When the line containing "generation and validation." is found in the data below, copy it and each line after it through the line containing "JWT claims structure", exactly and with no others.
Data provided START
//! Sync coordinator: the push/sync/snapshot write protocols and the
//! pull/pull-all read protocols.
//!
//! Every write protocol runs inside a single transaction spanning the
//! registry update and all version-store writes; if any step fails the
//! transaction is rolled back whole and no partial version is ever visible.
//! Concurrent pushes to the same diagram are serialized by SQLite's
//! transaction locking; the engine adds no expected-version precondition, so
//! the later commit wins.

use serde_json::Value;
use sqlx::SqlitePool;
use tracing::warn;

use crate::models::{Diagram, DiagramDocument, DiagramMeta, DiagramVersion};
use crate::storage::{StorageError, diagrams};

const DEFAULT_SNAPSHOT_DESCRIPTION: &str = "Manual snapshot";
const INITIAL_SYNC_DESCRIPTION: &str = "Initial sync";

/// How a push landed.
#[derive(Debug, Clone, Copy, PartialEq, Eq)]
pub enum PushOutcome {
    /// Identifier never seen before; diagram created at version 1.
    Created,
    /// Identifier belonged to a soft-deleted diagram; restored at version 1.
    Restored,
    /// Live diagram updated; counter bumped.
    Updated,
}

#[derive(Debug)]
pub struct PushResult {
    pub outcome: PushOutcome,
    pub external_id: String,
    pub version: i64,
}

#[derive(Debug)]
pub struct SyncResult {
    pub external_id: String,
    pub version: i64,
    pub is_new: bool,
}

#[derive(Debug, Clone)]
pub struct SyncService {
    pool: SqlitePool,
}

impl SyncService {
    pub fn new(pool: SqlitePool) -> Self {
        Self { pool }
    }

    /// Explicit save. Creates history: a never-seen identifier gets a new
    /// diagram at version 1, a soft-deleted one is restored at version 1
    /// (prior-life history discarded), and a live one gets its counter
    /// bumped and a new version written, followed by retention pruning.
    pub async fn push(
        &self,
        user_id: i64,
        doc: &DiagramDocument,
    ) -> Result<PushResult, StorageError> {
        let data = serialize_document(doc)?;
        let meta = DiagramMeta::from(doc);

        let mut tx = self.pool.begin().await?;
        let existing = diagrams::find_by_external_id(&mut tx, user_id, &doc.id, true).await?;

        let result = match existing {
            None => {
                let diagram = diagrams::create(&mut tx, user_id, &doc.id, &meta).await?;
                diagrams::insert_version(&mut tx, diagram.id, 1, &data, &doc.description).await?;
                PushResult {
                    outcome: PushOutcome::Created,
                    external_id: diagram.diagram_id,
                    version: 1,
                }
            }
            Some(diagram) if diagram.deleted_at.is_some() => {
                let diagram = diagrams::restore(&mut tx, &diagram, &meta).await?;
                diagrams::insert_version(&mut tx, diagram.id, 1, &data, &doc.description).await?;
                PushResult {
                    outcome: PushOutcome::Restored,
                    external_id: diagram.diagram_id,
                    version: 1,
                }
            }
            Some(diagram) => {
                let diagram = diagrams::touch(&mut tx, &diagram, &meta).await?;
                let diagram = diagrams::bump_version(&mut tx, &diagram).await?;
                diagrams::insert_version(
                    &mut tx,
                    diagram.id,
                    diagram.version,
                    &data,
                    &doc.description,
                )
                .await?;
                diagrams::prune_versions(&mut tx, diagram.id).await?;
                PushResult {
                    outcome: PushOutcome::Updated,
                    external_id: diagram.diagram_id,
                    version: diagram.version,
                }
            }
        };

        tx.commit().await?;
        Ok(result)
    }

    /// Implicit background save. Never grows history: an existing live
    /// diagram keeps its counter and has the latest version's payload
    /// overwritten in place. A missing identifier is created like push
    /// would, marked as an initial sync. Soft-deleted diagrams are not
    /// restored here; the lookup skips them, so a fresh diagram is created
    /// alongside the deleted row.
    pub async fn sync(
        &self,
        user_id: i64,
        doc: &DiagramDocument,
    ) -> Result<SyncResult, StorageError> {
        let data = serialize_document(doc)?;
        let meta = DiagramMeta::from(doc);

        let mut tx = self.pool.begin().await?;
        let existing = diagrams::find_by_external_id(&mut tx, user_id, &doc.id, false).await?;

        let result = match existing {
            None => {
                let diagram = diagrams::create(&mut tx, user_id, &doc.id, &meta).await?;
                diagrams::insert_version(&mut tx, diagram.id, 1, &data, INITIAL_SYNC_DESCRIPTION)
                    .await?;
                SyncResult {
                    external_id: diagram.diagram_id,
                    version: 1,
                    is_new: true,
                }
            }
            Some(diagram) => {
                let diagram = diagrams::touch(&mut tx, &diagram, &meta).await?;
                diagrams::update_version_data(&mut tx, diagram.id, diagram.version, &data).await?;
                SyncResult {
                    external_id: diagram.diagram_id,
                    version: diagram.version,
                    is_new: false,
                }
            }
        };

        tx.commit().await?;
        Ok(result)
    }

    /// Manual checkpoint. Bumps the counter and writes a new version whose
    /// payload is copied verbatim from the current latest version; no client
    /// payload is involved.
    pub async fn snapshot(
        &self,
        user_id: i64,
        external_id: &str,
        description: &str,
    ) -> Result<PushResult, StorageError> {
        let description = if description.is_empty() {
            DEFAULT_SNAPSHOT_DESCRIPTION
        } else {
            description
        };

        let mut tx = self.pool.begin().await?;
        let diagram = diagrams::find_by_external_id(&mut tx, user_id, external_id, false)
            .await?
            .ok_or_else(|| StorageError::not_found("diagram"))?;
        let latest = diagrams::latest_version(&mut tx, diagram.id)
            .await?
            .ok_or_else(|| StorageError::not_found("version"))?;

        let diagram = diagrams::bump_version(&mut tx, &diagram).await?;
        diagrams::insert_version(&mut tx, diagram.id, diagram.version, &latest.data, description)
            .await?;
        diagrams::prune_versions(&mut tx, diagram.id).await?;
        tx.commit().await?;

        Ok(PushResult {
            outcome: PushOutcome::Updated,
            external_id: diagram.diagram_id,
            version: diagram.version,
        })
    }

    /// Fetch one diagram's document: the exact version when a number is
    /// given, otherwise the latest. The stored payload is returned with the
    /// resolved version number injected.
    pub async fn pull(
        &self,
        user_id: i64,
        external_id: &str,
        version: Option<i64>,
    ) -> Result<Value, StorageError> {
        let mut conn = self.pool.acquire().await?;
        let diagram = diagrams::find_by_external_id(&mut conn, user_id, external_id, false)
            .await?
            .ok_or_else(|| StorageError::not_found("diagram"))?;

        let row = match version {
            Some(number) => diagrams::version_by_number(&mut conn, diagram.id, number).await?,
            None => diagrams::latest_version(&mut conn, diagram.id).await?,
        }
        .ok_or_else(|| StorageError::not_found("version"))?;

        let mut doc = decode_payload(&row)?;
        doc.insert("version".to_string(), Value::from(row.version));
        Ok(Value::Object(doc))
    }

    /// Bulk pull for initial sync: latest document for every live diagram,
    /// with the diagram's counter and internal identifier injected. Diagrams
    /// whose latest version is missing or undecodable are skipped rather
    /// than failing the whole batch.
    pub async fn pull_all(&self, user_id: i64) -> Result<Vec<Value>, StorageError> {
        let mut conn = self.pool.acquire().await?;
        let diagrams_list = diagrams::list_for_user(&mut conn, user_id).await?;

        let mut result = Vec::new();
        for diagram in diagrams_list {
            let Some(row) = diagrams::latest_version(&mut conn, diagram.id).await? else {
                continue;
            };
            let mut doc = match decode_payload(&row) {
                Ok(doc) => doc,
                Err(e) => {
                    warn!(
                        diagram_id = %diagram.diagram_id,
                        "skipping diagram with undecodable payload: {e}"
                    );
                    continue;
                }
            };
            doc.insert("version".to_string(), Value::from(diagram.version));
            doc.insert("server_id".to_string(), Value::from(diagram.id));
            result.push(Value::Object(doc));
        }
        Ok(result)
    }

    /// All live diagrams for the account, most recently updated first.
    pub async fn list(&self, user_id: i64) -> Result<Vec<Diagram>, StorageError> {
        let mut conn = self.pool.acquire().await?;
        diagrams::list_for_user(&mut conn, user_id).await
    }

    /// One diagram's registry metadata.
    pub async fn get(&self, user_id: i64, external_id: &str) -> Result<Diagram, StorageError> {
        let mut conn = self.pool.acquire().await?;
        diagrams::find_by_external_id(&mut conn, user_id, external_id, false)
            .await?
            .ok_or_else(|| StorageError::not_found("diagram"))
    }

    /// Version history metadata, newest first.
    pub async fn versions(
        &self,
        user_id: i64,
        external_id: &str,
    ) -> Result<Vec<DiagramVersion>, StorageError> {
        let mut conn = self.pool.acquire().await?;
        let diagram = diagrams::find_by_external_id(&mut conn, user_id, external_id, false)
            .await?
            .ok_or_else(|| StorageError::not_found("diagram"))?;
        diagrams::list_versions(&mut conn, diagram.id).await
    }

    /// Remove one historical version. Refuses to delete the only remaining
    /// version and the current latest one; both are validation errors, not
    /// server faults.
    pub async fn delete_version(
        &self,
        user_id: i64,
        external_id: &str,
        version: i64,
    ) -> Result<(), StorageError> {
        let mut tx = self.pool.begin().await?;
        let diagram = diagrams::find_by_external_id(&mut tx, user_id, external_id, false)
            .await?
            .ok_or_else(|| StorageError::not_found("diagram"))?;

        let count = diagrams::count_versions(&mut tx, diagram.id).await?;
        if count <= 1 {
            return Err(StorageError::validation(
                "Cannot delete the only remaining version",
            ));
        }
        if version == diagram.version {
            return Err(StorageError::validation(
                "Cannot delete the latest version. Create a new snapshot first.",
            ));
        }

        if !diagrams::delete_version(&mut tx, diagram.id, version).await? {
            return Err(StorageError::not_found("version"));
        }
        tx.commit().await?;
        Ok(())
    }

    /// Hard-delete a diagram and its entire history.
    pub async fn delete_diagram(&self, user_id: i64, external_id: &str) -> Result<(), StorageError> {
        let mut tx = self.pool.begin().await?;
        let diagram = diagrams::find_by_external_id(&mut tx, user_id, external_id, false)
            .await?
            .ok_or_else(|| StorageError::not_found("diagram"))?;
        diagrams::hard_delete(&mut tx, diagram.id).await?;
        tx.commit().await?;
        Ok(())
    }
}

fn serialize_document(doc: &DiagramDocument) -> Result<String, StorageError> {
    serde_json::to_string(doc)
        .map_err(|e| StorageError::Other(format!("failed to serialize diagram: {e}")))
}

fn decode_payload(row: &DiagramVersion) -> Result<serde_json::Map<String, Value>, StorageError> {
    match serde_json::from_str(&row.data) {
        Ok(Value::Object(map)) => Ok(map),
        Ok(_) => Err(StorageError::Other(
            "diagram payload is not a JSON object".to_string(),
        )),
        Err(e) => Err(StorageError::Other(format!(
            "failed to parse diagram payload: {e}"
        ))),
    }
}
//! Diagram sync backend: versioned diagram storage, sync protocols, and
//! single-session authentication.

pub mod models;
pub mod routes;
pub mod services;
pub mod storage;
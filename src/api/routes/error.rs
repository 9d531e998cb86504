//! API error handling utilities.

use axum::{
    extract::rejection::JsonRejection,
    http::StatusCode,
    response::{IntoResponse, Response},
};
use serde_json::json;

use crate::storage::StorageError;

/// API error response with a stable machine-readable code.
#[derive(Debug)]
pub struct ApiError {
    pub status: StatusCode,
    pub code: &'static str,
    pub message: String,
}

impl ApiError {
    pub fn new(status: StatusCode, code: &'static str, message: impl Into<String>) -> Self {
        Self {
            status,
            code,
            message: message.into(),
        }
    }

    pub fn bad_request(message: impl Into<String>) -> Self {
        Self::new(StatusCode::BAD_REQUEST, "VALIDATION", message)
    }

    pub fn not_found(message: impl Into<String>) -> Self {
        Self::new(StatusCode::NOT_FOUND, "NOT_FOUND", message)
    }

    pub fn internal(message: impl Into<String>) -> Self {
        Self::new(StatusCode::INTERNAL_SERVER_ERROR, "INTERNAL", message)
    }

    /// No usable credential on the request.
    pub fn auth_required() -> Self {
        Self::new(
            StatusCode::UNAUTHORIZED,
            "AUTH_REQUIRED",
            "Authentication required",
        )
    }

    /// A valid token that is no longer the account's current session,
    /// superseded by a login on another device.
    pub fn session_expired() -> Self {
        Self::new(
            StatusCode::UNAUTHORIZED,
            "SESSION_EXPIRED",
            "Session expired. Please log in again.",
        )
    }
}

impl IntoResponse for ApiError {
    fn into_response(self) -> Response {
        let body = json!({
            "error": self.message,
            "code": self.code,
        });

        (self.status, axum::Json(body)).into_response()
    }
}

// Malformed request bodies surface in the same structured shape as every
// other validation failure.
impl From<JsonRejection> for ApiError {
    fn from(rejection: JsonRejection) -> Self {
        Self::bad_request(rejection.body_text())
    }
}

impl From<StorageError> for ApiError {
    fn from(err: StorageError) -> Self {
        match err {
            StorageError::NotFound { entity } => Self::not_found(format!("{} not found", entity)),
            StorageError::Validation(message) => Self::bad_request(message),
            StorageError::Database(e) => {
                tracing::error!("Database error: {}", e);
                Self::internal("Internal server error")
            }
            StorageError::Other(e) => {
                tracing::error!("Storage error: {}", e);
                Self::internal("Internal server error")
            }
        }
    }
}
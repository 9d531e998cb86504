//! Account models and auth wire types.

use chrono::{DateTime, Utc};
use serde::{Deserialize, Serialize};
use sqlx::FromRow;

/// Account row.
///
/// `current_token` is the single live session token: a request is only
/// authenticated if its token equals this value exactly, so issuing a new
/// token on login invalidates every other device's session.
#[derive(Debug, Clone, FromRow)]
pub struct User {
    pub id: i64,
    pub email: String,
    pub password_hash: String,
    pub name: String,
    pub oidc_subject: Option<String>,
    pub oidc_issuer: Option<String>,
    pub auth_provider: String,
    pub current_token: Option<String>,
    pub created_at: DateTime<Utc>,
    pub updated_at: DateTime<Utc>,
}

#[derive(Debug, Deserialize)]
pub struct SignupRequest {
    pub email: String,
    pub password: String,
    #[serde(default)]
    pub name: String,
}

#[derive(Debug, Deserialize)]
pub struct LoginRequest {
    pub email: String,
    pub password: String,
}

#[derive(Debug, Deserialize)]
pub struct UpdateProfileRequest {
    pub name: String,
}

#[derive(Debug, Deserialize)]
pub struct ChangePasswordRequest {
    pub current_password: String,
    pub new_password: String,
}

#[derive(Debug, Serialize)]
pub struct UserResponse {
    pub id: i64,
    pub email: String,
    pub name: String,
}

impl From<&User> for UserResponse {
    fn from(user: &User) -> Self {
        Self {
            id: user.id,
            email: user.email.clone(),
            name: user.name.clone(),
        }
    }
}

/// Returned by signup and login; the token is also set as an HttpOnly cookie.
#[derive(Debug, Serialize)]
pub struct AuthResponse {
    pub token: String,
    pub user: UserResponse,
}
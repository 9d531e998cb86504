//! Application state management.
//!
//! Defines the AppState struct that holds all shared application state:
//! the database pool, the sync coordinator, the JWT service, and the
//! optional OIDC provider.

use std::str::FromStr;
use std::sync::Arc;

use sqlx::SqlitePool;
use sqlx::sqlite::{SqliteConnectOptions, SqlitePoolOptions};
use tracing::info;

use crate::services::jwt_service::{JwtService, SharedJwtService};
use crate::services::oidc_service::{OidcConfig, OidcService};
use crate::services::sync_service::SyncService;
use crate::storage::StorageError;

/// Application state shared across all route handlers.
#[derive(Clone)]
pub struct AppState {
    /// SQLite connection pool
    pub pool: SqlitePool,
    /// Sync coordinator for diagram protocols
    pub sync: SyncService,
    /// JWT service for session tokens
    pub jwt: SharedJwtService,
    /// OIDC provider, present only when configured
    pub oidc: Option<Arc<OidcService>>,
}

impl AppState {
    /// Assemble state from already-built parts. Used by tests.
    pub fn new(pool: SqlitePool, jwt: JwtService, oidc: Option<Arc<OidcService>>) -> Self {
        Self {
            sync: SyncService::new(pool.clone()),
            pool,
            jwt: Arc::new(jwt),
            oidc,
        }
    }

    /// Open (creating if necessary) the SQLite database at `database_path`,
    /// run migrations, and build full application state from the
    /// environment.
    pub async fn init(database_path: &str) -> Result<Self, StorageError> {
        let options = SqliteConnectOptions::from_str(&format!("sqlite://{}", database_path))
            .map_err(|e| StorageError::Other(format!("invalid database path: {}", e)))?
            .create_if_missing(true)
            .foreign_keys(true);

        let pool = SqlitePoolOptions::new()
            .max_connections(5)
            .connect_with(options)
            .await?;

        sqlx::migrate!("./migrations")
            .run(&pool)
            .await
            .map_err(|e| StorageError::Other(format!("migration failed: {}", e)))?;

        info!("Database ready at {}", database_path);

        let oidc = match OidcConfig::from_env() {
            Some(config) => match OidcService::discover(config).await {
                Ok(service) => Some(Arc::new(service)),
                Err(e) => {
                    tracing::error!("OIDC configured but discovery failed: {}", e);
                    None
                }
            },
            None => {
                info!("OIDC not configured, single sign-on disabled");
                None
            }
        };

        Ok(Self::new(pool, JwtService::from_env(), oidc))
    }
}
//! Account routes: signup, login, logout, profile, password change.
//!
//! Login and signup mint a session token, store it as the account's sole
//! current token, and set it as an HttpOnly cookie alongside returning it in
//! the response body for clients that prefer bearer headers.

use axum::Json;
use axum::extract::State;
use axum::http::StatusCode;
use axum::http::header::SET_COOKIE;
use axum::response::{AppendHeaders, IntoResponse};
use axum::routing::{get, post, put};
use axum_extra::extract::WithRejection;
use serde_json::json;

use super::app_state::AppState;
use super::auth_context::{AUTH_COOKIE, AuthContext};
use super::error::ApiError;
use crate::models::{
    AuthResponse, ChangePasswordRequest, LoginRequest, SignupRequest, UpdateProfileRequest,
    UserResponse,
};
use crate::storage::users;

const COOKIE_MAX_AGE_SECONDS: i64 = 7 * 24 * 60 * 60;

pub fn router() -> axum::Router<AppState> {
    axum::Router::new()
        .route("/signup", post(signup))
        .route("/login", post(login))
        .route("/logout", post(logout))
        .route("/me", get(me).put(update_profile))
        .route("/password", put(change_password))
}

pub(super) fn session_cookie(token: &str) -> String {
    let mut cookie = format!(
        "{}={}; Path=/; Max-Age={}; HttpOnly; SameSite=Lax",
        AUTH_COOKIE, token, COOKIE_MAX_AGE_SECONDS
    );
    let app_env = std::env::var("APP_ENV").unwrap_or_default();
    if app_env.to_lowercase() == "production" {
        cookie.push_str("; Secure");
    }
    cookie
}

fn clear_session_cookie() -> String {
    format!("{}=; Path=/; Max-Age=0; HttpOnly; SameSite=Lax", AUTH_COOKIE)
}

fn validate_credentials(email: &str, password: &str) -> Result<(), ApiError> {
    if !email.contains('@') {
        return Err(ApiError::bad_request("Invalid email address"));
    }
    if password.len() < 6 {
        return Err(ApiError::bad_request(
            "Password must be at least 6 characters",
        ));
    }
    Ok(())
}

async fn signup(
    State(state): State<AppState>,
    WithRejection(Json(req), _): WithRejection<Json<SignupRequest>, ApiError>,
) -> Result<impl IntoResponse, ApiError> {
    validate_credentials(&req.email, &req.password)?;

    let mut conn = state.pool.acquire().await.map_err(storage_failure)?;

    if users::find_by_email(&mut conn, &req.email).await?.is_some() {
        return Err(ApiError::bad_request("Email already registered"));
    }

    let password_hash = bcrypt::hash(&req.password, bcrypt::DEFAULT_COST)
        .map_err(|e| ApiError::internal(format!("Failed to hash password: {}", e)))?;

    let name = if req.name.is_empty() {
        req.email.clone()
    } else {
        req.name.clone()
    };

    let user = users::create(
        &mut conn,
        users::NewUser {
            email: &req.email,
            password_hash: &password_hash,
            name: &name,
            auth_provider: "local",
            oidc_subject: None,
            oidc_issuer: None,
        },
    )
    .await?;

    let token = mint_session(&state, &mut conn, user.id, &user.email).await?;

    Ok((
        StatusCode::CREATED,
        AppendHeaders([(SET_COOKIE, session_cookie(&token))]),
        Json(AuthResponse {
            token,
            user: UserResponse::from(&user),
        }),
    ))
}

async fn login(
    State(state): State<AppState>,
    WithRejection(Json(req), _): WithRejection<Json<LoginRequest>, ApiError>,
) -> Result<impl IntoResponse, ApiError> {
    let mut conn = state.pool.acquire().await.map_err(storage_failure)?;

    let user = users::find_by_email(&mut conn, &req.email)
        .await?
        .ok_or_else(invalid_credentials)?;

    let valid = bcrypt::verify(&req.password, &user.password_hash)
        .map_err(|e| ApiError::internal(format!("Failed to verify password: {}", e)))?;
    if !valid {
        return Err(invalid_credentials());
    }

    let token = mint_session(&state, &mut conn, user.id, &user.email).await?;

    Ok((
        AppendHeaders([(SET_COOKIE, session_cookie(&token))]),
        Json(AuthResponse {
            token,
            user: UserResponse::from(&user),
        }),
    ))
}

async fn logout(
    State(state): State<AppState>,
    auth: AuthContext,
) -> Result<impl IntoResponse, ApiError> {
    let mut conn = state.pool.acquire().await.map_err(storage_failure)?;
    users::clear_current_token(&mut conn, auth.user_id).await?;

    Ok((
        AppendHeaders([(SET_COOKIE, clear_session_cookie())]),
        Json(json!({ "message": "Logged out successfully" })),
    ))
}

async fn me(
    State(state): State<AppState>,
    auth: AuthContext,
) -> Result<Json<UserResponse>, ApiError> {
    let mut conn = state.pool.acquire().await.map_err(storage_failure)?;
    let user = users::find_by_id(&mut conn, auth.user_id)
        .await?
        .ok_or_else(|| ApiError::not_found("User not found"))?;
    Ok(Json(UserResponse::from(&user)))
}

async fn update_profile(
    State(state): State<AppState>,
    auth: AuthContext,
    WithRejection(Json(req), _): WithRejection<Json<UpdateProfileRequest>, ApiError>,
) -> Result<Json<UserResponse>, ApiError> {
    if req.name.trim().is_empty() {
        return Err(ApiError::bad_request("Name cannot be empty"));
    }

    let mut conn = state.pool.acquire().await.map_err(storage_failure)?;
    users::update_profile(&mut conn, auth.user_id, req.name.trim()).await?;

    let user = users::find_by_id(&mut conn, auth.user_id)
        .await?
        .ok_or_else(|| ApiError::not_found("User not found"))?;
    Ok(Json(UserResponse::from(&user)))
}

async fn change_password(
    State(state): State<AppState>,
    auth: AuthContext,
    WithRejection(Json(req), _): WithRejection<Json<ChangePasswordRequest>, ApiError>,
) -> Result<Json<serde_json::Value>, ApiError> {
    if req.new_password.len() < 6 {
        return Err(ApiError::bad_request(
            "Password must be at least 6 characters",
        ));
    }

    let mut conn = state.pool.acquire().await.map_err(storage_failure)?;
    let user = users::find_by_id(&mut conn, auth.user_id)
        .await?
        .ok_or_else(|| ApiError::not_found("User not found"))?;

    let valid = bcrypt::verify(&req.current_password, &user.password_hash)
        .map_err(|e| ApiError::internal(format!("Failed to verify password: {}", e)))?;
    if !valid {
        return Err(ApiError::bad_request("Current password is incorrect"));
    }

    let password_hash = bcrypt::hash(&req.new_password, bcrypt::DEFAULT_COST)
        .map_err(|e| ApiError::internal(format!("Failed to hash password: {}", e)))?;
    users::update_password(&mut conn, auth.user_id, &password_hash).await?;

    Ok(Json(json!({ "message": "Password updated successfully" })))
}

/// Mint a token and make it the account's sole live session.
pub(super) async fn mint_session(
    state: &AppState,
    conn: &mut sqlx::SqliteConnection,
    user_id: i64,
    email: &str,
) -> Result<String, ApiError> {
    let token = state
        .jwt
        .generate_token(user_id, email)
        .map_err(|e| ApiError::internal(format!("Failed to generate token: {}", e)))?;
    users::set_current_token(conn, user_id, &token).await?;
    Ok(token)
}

fn invalid_credentials() -> ApiError {
    ApiError::new(
        StatusCode::UNAUTHORIZED,
        "INVALID_CREDENTIALS",
        "Invalid email or password",
    )
}

fn storage_failure(e: sqlx::Error) -> ApiError {
    tracing::error!("Failed to acquire connection: {}", e);
    ApiError::internal("Internal server error")
}
//! JWT service for session token generation and validation.
//!
//! Tokens are HS256-signed and live for 7 days. A token being signed and
//! unexpired is necessary but not sufficient for authentication: the session
//! authority additionally requires it to equal the account's stored current
//! token (single active session per account).

use chrono::{Duration, Utc};
use jsonwebtoken::{DecodingKey, EncodingKey, Header, Validation, decode, encode};
use serde::{Deserialize, Serialize};
use std::sync::Arc;
use tracing::warn;

const TOKEN_ISSUER: &str = "diagram-sync-api";

/// JWT claims structure
#[derive(Debug, Clone, Serialize, Deserialize)]
pub struct Claims {
    /// Account identifier
    pub user_id: i64,
    /// Account email
    pub email: String,
    /// Expiration time (Unix timestamp)
    pub exp: i64,
    /// Issued at (Unix timestamp)
    pub iat: i64,
    /// Issuer
    pub iss: String,
}

#[derive(Clone)]
pub struct JwtService {
    encoding_key: EncodingKey,
    decoding_key: DecodingKey,
    token_duration: Duration,
}

impl JwtService {
    /// Create a new JWT service with the given secret (at least 32 bytes).
    pub fn new(secret: &str) -> Self {
        Self {
            encoding_key: EncodingKey::from_secret(secret.as_bytes()),
            decoding_key: DecodingKey::from_secret(secret.as_bytes()),
            token_duration: Duration::days(7),
        }
    }

    /// Create a JWT service from environment variables.
    ///
    /// In production (APP_ENV != "development") this panics if JWT_SECRET is
    /// not set or too short; in development it falls back to an insecure
    /// default with a warning.
    ///
    /// # Panics
    /// Panics in production if JWT_SECRET is missing or shorter than 32 bytes.
    pub fn from_env() -> Self {
        let app_env = std::env::var("APP_ENV").unwrap_or_else(|_| "production".to_string());
        let is_development = app_env.to_lowercase() == "development";

        let secret = match std::env::var("JWT_SECRET") {
            Ok(s) => s,
            Err(_) => {
                if is_development {
                    warn!(
                        "JWT_SECRET not set! Using default secret for development. DO NOT USE IN PRODUCTION!"
                    );
                    "dev-secret-do-not-use-in-production-change-me-now".to_string()
                } else {
                    panic!(
                        "CRITICAL: JWT_SECRET environment variable is required in production. Set APP_ENV=development to use default secret."
                    );
                }
            }
        };

        if secret.len() < 32 {
            if is_development {
                warn!("JWT_SECRET is less than 32 characters. Consider using a longer secret.");
            } else {
                panic!("CRITICAL: JWT_SECRET must be at least 32 characters in production.");
            }
        }

        Self::new(&secret)
    }

    /// Mint a session token for an account.
    pub fn generate_token(&self, user_id: i64, email: &str) -> Result<String, String> {
        let now = Utc::now();
        let claims = Claims {
            user_id,
            email: email.to_string(),
            exp: (now + self.token_duration).timestamp(),
            iat: now.timestamp(),
            iss: TOKEN_ISSUER.to_string(),
        };

        encode(&Header::default(), &claims, &self.encoding_key)
            .map_err(|e| format!("Failed to encode token: {}", e))
    }

    /// Decode and validate a token (signature and expiration).
    pub fn validate_token(&self, token: &str) -> Result<Claims, String> {
        let mut validation = Validation::default();
        validation.validate_exp = true;

        decode::<Claims>(token, &self.decoding_key, &validation)
            .map(|data| data.claims)
            .map_err(|e| match e.kind() {
                jsonwebtoken::errors::ErrorKind::ExpiredSignature => {
                    "Token has expired".to_string()
                }
                jsonwebtoken::errors::ErrorKind::InvalidToken => {
                    "Invalid token format".to_string()
                }
                jsonwebtoken::errors::ErrorKind::InvalidSignature => {
                    "Invalid token signature".to_string()
                }
                _ => format!("Token validation failed: {}", e),
            })
    }

    /// Extract bearer token from an Authorization header value.
    pub fn extract_bearer_token(auth_header: &str) -> Option<&str> {
        auth_header.strip_prefix("Bearer ")
    }
}

/// Shared JWT service for use across the application
pub type SharedJwtService = Arc<JwtService>;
Data provided END
- Response below:
//! JWT service for session token generation and validation.
//!
//! Tokens are HS256-signed and live for 7 days. A token being signed and
//! unexpired is necessary but not sufficient for authentication: the session
//! authority additionally requires it to equal the account's stored current
//! token (single active session per account).

use chrono::{Duration, Utc};
use jsonwebtoken::{DecodingKey, EncodingKey, Header, Validation, decode, encode};
use serde::{Deserialize, Serialize};
use std::sync::Arc;
use tracing::warn;

const TOKEN_ISSUER: &str = "diagram-sync-api";

/// JWT claims structure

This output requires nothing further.